Australian rules footballer (born 1993)

Alex Williams (born 20 April 1993) is an Australian rules footballer who played for Greater Western Sydney and Fremantle in the AFL Women's (AFLW) competition.

==AFLW career==
Williams was recruited by the Greater Western Sydney Giants as a priority player in September 2016. She made her debut in the thirty-six point loss to Adelaide at Thebarton Oval in the opening round of the 2017 season. She played every match in her debut season to finish with seven games.
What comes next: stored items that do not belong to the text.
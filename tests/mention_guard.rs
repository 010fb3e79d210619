//! Mention-flood handling through the full admission flow.

use ai_gate_rust::guardrails::mention::DEFAULT_DEFLECTION;
use ai_gate_rust::pipeline::{StreamLimits, TripReason};
use ai_gate_rust::{
    Admission, AdmissionConfig, BoxStream, CancelHandle, ConversationKey, Reply, ResponsePipeline,
    StreamProfile, StreamingEvent,
};
use async_trait::async_trait;
use std::sync::Mutex;

/// Records every prompt it is asked to answer.
struct SpyPipeline {
    prompts: Mutex<Vec<String>>,
    reply: Vec<String>,
}

impl SpyPipeline {
    fn replying(parts: &[&str]) -> Self {
        Self {
            prompts: Mutex::new(Vec::new()),
            reply: parts.iter().map(|p| p.to_string()).collect(),
        }
    }

    fn calls(&self) -> Vec<String> {
        self.prompts.lock().unwrap().clone()
    }
}

#[async_trait]
impl ResponsePipeline for SpyPipeline {
    async fn open_stream(
        &self,
        prompt: &str,
        _cancel: CancelHandle,
    ) -> ai_gate_rust::Result<BoxStream<'static, StreamingEvent>> {
        self.prompts.lock().unwrap().push(prompt.to_string());
        let events: Vec<_> = self
            .reply
            .iter()
            .cloned()
            .map(|t| Ok(StreamingEvent::text(t)))
            .collect();
        Ok(Box::pin(tokio_stream::iter(events)))
    }
}

fn admission() -> Admission {
    let mut config = AdmissionConfig::default();
    config.mention.bot_user_id = Some("UBOT".to_string());
    Admission::from_config(&config).unwrap()
}

fn key() -> ConversationKey {
    ConversationKey::from_event("C1", Some("1700.1"), Some("U1"), false)
}

#[tokio::test]
async fn three_mentions_are_admitted_and_stripped() {
    let admission = admission();
    let spy = SpyPipeline::replying(&["Sure", ", here it is."]);

    let reply = admission
        .respond(
            &key(),
            "openai",
            "<@UBOT> <@UBOT> <@UBOT> summarize the thread",
            StreamProfile::General,
            &spy,
        )
        .await
        .unwrap();

    assert_eq!(spy.calls(), vec!["summarize the thread".to_string()]);
    assert_eq!(reply.text(), "Sure, here it is.");
    match reply {
        Reply::Answered { truncated, stats, .. } => {
            assert!(truncated.is_none());
            assert_eq!(stats.service, "openai");
        }
        other => panic!("expected an answer, got {:?}", other),
    }
}

#[tokio::test]
async fn four_mentions_are_deflected_without_calling_the_pipeline() {
    let admission = admission();
    let spy = SpyPipeline::replying(&["unused"]);

    let reply = admission
        .respond(
            &key(),
            "openai",
            "<@UBOT> <@UBOT> <@UBOT> <@UBOT> hello?",
            StreamProfile::General,
            &spy,
        )
        .await
        .unwrap();

    assert!(reply.is_deflected());
    assert_eq!(reply.text(), DEFAULT_DEFLECTION);
    assert!(spy.calls().is_empty());
    assert_eq!(admission.governor().stats("openai").total_requests, 0);
}

#[tokio::test]
async fn runaway_reply_is_truncated_with_notice() {
    let admission = admission().with_stream_limits(
        StreamLimits::general().with_max_events(2),
        StreamLimits::automation(),
    );
    let spy = SpyPipeline::replying(&["one ", "two ", "three ", "four "]);

    let reply = admission
        .respond(&key(), "openai", "<@UBOT> count", StreamProfile::General, &spy)
        .await
        .unwrap();

    match &reply {
        Reply::Answered { truncated, .. } => {
            assert_eq!(
                truncated,
                &Some(TripReason::EventCount { count: 3, limit: 2 })
            );
        }
        other => panic!("expected an answer, got {:?}", other),
    }
    assert!(reply.text().starts_with("one two "));
    assert!(reply.text().ends_with(TripReason::EventCount { count: 3, limit: 2 }.notice()));
    // a trip is not an upstream failure
    assert_eq!(admission.governor().stats("openai").success_count, 1);
}
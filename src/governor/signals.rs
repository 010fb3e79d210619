use crate::resilience::rate_limiter::RateLimiterSnapshot;

/// Live runtime signals for one service (facts only, no policy).
///
/// Unlike [`super::StatsSnapshot`] this moves with the clock: rate-window
/// occupancy drains as entries age out.
#[derive(Debug, Clone)]
pub struct SignalsSnapshot {
    pub service: String,
    pub inflight: InflightSnapshot,
    pub rate_limiter: RateLimiterSnapshot,
}

#[derive(Debug, Clone)]
pub struct InflightSnapshot {
    pub max: usize,
    pub available: usize,
    pub in_use: usize,
}

impl SignalsSnapshot {
    /// True when a new call would have to wait for either a slot or the rate windows.
    pub fn saturated(&self) -> bool {
        self.inflight.available == 0 || self.rate_limiter.estimated_wait_ms.is_some()
    }
}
She was delisted at the end of the 2017 season and was subsequently signed by Fremantle as a delisted free agent.

At Fremantle, Williams played every game in 2018 and 2019 until round 6 when she injured her knee, rupturing her anterior cruciate ligament. She missed the remainder of the season, and didn't return to the Fremantle team throughout the 2020 and 2021 seasons. She was delisted at the end of the 2021 season.